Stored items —

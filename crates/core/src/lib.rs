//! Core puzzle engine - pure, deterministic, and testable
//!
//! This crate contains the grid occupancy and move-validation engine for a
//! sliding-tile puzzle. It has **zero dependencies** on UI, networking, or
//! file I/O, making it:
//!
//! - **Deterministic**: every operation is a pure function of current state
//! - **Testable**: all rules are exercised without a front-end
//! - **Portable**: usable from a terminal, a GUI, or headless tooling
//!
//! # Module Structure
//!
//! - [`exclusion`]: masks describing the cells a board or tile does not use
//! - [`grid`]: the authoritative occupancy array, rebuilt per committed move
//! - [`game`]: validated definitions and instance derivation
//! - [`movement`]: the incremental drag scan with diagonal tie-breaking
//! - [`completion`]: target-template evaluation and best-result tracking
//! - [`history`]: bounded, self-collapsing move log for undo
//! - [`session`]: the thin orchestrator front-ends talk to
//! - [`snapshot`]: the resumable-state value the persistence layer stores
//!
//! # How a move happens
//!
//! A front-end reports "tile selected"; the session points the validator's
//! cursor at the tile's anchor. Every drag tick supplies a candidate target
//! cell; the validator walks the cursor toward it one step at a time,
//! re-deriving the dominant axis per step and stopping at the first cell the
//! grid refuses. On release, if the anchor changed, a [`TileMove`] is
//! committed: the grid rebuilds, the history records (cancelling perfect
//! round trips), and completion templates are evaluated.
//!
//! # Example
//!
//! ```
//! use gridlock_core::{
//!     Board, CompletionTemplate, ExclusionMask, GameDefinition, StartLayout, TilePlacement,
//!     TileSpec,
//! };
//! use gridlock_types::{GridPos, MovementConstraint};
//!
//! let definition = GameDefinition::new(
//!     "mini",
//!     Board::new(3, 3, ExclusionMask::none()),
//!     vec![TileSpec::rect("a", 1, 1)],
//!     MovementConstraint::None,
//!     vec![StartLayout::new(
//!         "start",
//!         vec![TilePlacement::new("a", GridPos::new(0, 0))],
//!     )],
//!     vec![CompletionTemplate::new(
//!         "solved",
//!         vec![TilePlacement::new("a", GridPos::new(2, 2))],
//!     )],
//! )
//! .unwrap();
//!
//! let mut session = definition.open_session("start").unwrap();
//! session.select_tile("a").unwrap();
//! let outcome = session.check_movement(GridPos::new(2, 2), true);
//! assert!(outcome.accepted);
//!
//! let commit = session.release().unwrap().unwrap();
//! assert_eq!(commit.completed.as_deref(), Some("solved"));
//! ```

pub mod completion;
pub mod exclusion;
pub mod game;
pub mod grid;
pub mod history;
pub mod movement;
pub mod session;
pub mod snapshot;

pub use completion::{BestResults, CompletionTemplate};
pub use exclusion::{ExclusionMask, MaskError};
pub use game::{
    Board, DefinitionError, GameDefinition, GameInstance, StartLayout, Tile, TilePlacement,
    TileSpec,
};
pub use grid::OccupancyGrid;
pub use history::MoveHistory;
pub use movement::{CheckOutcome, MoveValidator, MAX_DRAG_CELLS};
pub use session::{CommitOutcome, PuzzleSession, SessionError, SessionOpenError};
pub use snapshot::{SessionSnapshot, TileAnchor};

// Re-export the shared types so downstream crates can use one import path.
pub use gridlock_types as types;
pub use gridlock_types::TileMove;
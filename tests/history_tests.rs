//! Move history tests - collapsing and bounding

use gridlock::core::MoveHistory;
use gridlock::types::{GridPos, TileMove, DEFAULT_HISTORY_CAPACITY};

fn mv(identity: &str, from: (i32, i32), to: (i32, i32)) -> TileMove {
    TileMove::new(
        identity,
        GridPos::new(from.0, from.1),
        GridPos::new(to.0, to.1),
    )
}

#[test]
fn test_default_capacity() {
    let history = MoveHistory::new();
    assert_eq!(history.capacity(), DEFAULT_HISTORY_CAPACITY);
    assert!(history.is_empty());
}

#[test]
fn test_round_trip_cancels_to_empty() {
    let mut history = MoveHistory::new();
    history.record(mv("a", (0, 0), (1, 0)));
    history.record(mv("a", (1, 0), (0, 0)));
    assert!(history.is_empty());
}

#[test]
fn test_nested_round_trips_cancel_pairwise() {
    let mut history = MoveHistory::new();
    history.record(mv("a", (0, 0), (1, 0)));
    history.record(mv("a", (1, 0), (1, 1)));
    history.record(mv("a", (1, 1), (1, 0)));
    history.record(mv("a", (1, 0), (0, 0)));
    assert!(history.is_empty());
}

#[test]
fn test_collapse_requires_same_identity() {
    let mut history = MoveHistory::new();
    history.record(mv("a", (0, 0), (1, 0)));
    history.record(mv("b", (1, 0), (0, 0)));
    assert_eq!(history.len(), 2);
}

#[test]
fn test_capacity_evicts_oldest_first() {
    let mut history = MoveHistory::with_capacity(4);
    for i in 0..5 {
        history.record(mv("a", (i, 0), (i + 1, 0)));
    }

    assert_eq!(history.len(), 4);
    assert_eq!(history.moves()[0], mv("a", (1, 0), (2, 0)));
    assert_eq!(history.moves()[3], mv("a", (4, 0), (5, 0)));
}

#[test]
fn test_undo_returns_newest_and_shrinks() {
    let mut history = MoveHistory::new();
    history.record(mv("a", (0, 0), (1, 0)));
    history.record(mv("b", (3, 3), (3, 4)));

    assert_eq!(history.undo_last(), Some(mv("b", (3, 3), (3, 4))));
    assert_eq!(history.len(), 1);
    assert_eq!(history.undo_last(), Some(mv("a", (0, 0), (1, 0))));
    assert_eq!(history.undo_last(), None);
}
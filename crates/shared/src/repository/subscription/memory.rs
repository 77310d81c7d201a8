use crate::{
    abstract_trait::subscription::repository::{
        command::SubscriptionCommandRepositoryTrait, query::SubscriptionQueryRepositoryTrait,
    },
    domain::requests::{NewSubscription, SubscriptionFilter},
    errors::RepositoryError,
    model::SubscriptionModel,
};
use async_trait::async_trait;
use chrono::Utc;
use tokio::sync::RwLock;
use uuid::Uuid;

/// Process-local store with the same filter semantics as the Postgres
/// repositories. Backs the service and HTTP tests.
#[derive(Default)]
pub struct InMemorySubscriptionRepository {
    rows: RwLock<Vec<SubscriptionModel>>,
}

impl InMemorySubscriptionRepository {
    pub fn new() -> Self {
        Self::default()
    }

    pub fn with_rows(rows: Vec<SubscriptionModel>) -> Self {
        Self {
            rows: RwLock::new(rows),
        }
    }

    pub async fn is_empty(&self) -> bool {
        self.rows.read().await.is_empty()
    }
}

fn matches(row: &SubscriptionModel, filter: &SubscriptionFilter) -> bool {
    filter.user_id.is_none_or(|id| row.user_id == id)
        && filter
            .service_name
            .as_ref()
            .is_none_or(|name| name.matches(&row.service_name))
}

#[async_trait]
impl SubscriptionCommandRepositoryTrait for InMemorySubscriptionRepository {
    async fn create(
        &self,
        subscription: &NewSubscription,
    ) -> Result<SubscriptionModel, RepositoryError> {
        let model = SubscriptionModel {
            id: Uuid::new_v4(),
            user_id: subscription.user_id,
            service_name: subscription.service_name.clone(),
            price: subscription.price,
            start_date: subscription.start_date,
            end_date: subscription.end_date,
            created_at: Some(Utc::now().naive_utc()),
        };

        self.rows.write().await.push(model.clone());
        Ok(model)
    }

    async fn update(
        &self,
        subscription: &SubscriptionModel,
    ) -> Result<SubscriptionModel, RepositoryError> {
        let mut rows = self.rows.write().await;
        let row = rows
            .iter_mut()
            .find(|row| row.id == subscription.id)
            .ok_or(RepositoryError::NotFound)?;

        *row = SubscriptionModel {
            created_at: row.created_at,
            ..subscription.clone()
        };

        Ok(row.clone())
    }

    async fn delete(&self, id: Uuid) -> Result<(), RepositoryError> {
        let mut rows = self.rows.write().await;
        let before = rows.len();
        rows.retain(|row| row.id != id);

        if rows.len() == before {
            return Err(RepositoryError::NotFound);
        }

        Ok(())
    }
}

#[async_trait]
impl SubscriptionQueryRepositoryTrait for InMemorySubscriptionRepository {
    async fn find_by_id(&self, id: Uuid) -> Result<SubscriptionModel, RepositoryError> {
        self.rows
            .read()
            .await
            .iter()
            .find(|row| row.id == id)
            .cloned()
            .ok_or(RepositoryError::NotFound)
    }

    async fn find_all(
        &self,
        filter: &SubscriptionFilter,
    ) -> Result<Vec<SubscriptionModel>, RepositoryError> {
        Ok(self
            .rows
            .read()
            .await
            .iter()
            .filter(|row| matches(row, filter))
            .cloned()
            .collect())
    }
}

Prompt —
Extract each line from the entries above that contains the string "matches".

Result of the exercise —
fn matches(row: &SubscriptionModel, filter: &SubscriptionFilter) -> bool {
            .is_none_or(|name| name.matches(&row.service_name))
            .filter(|row| matches(row, filter))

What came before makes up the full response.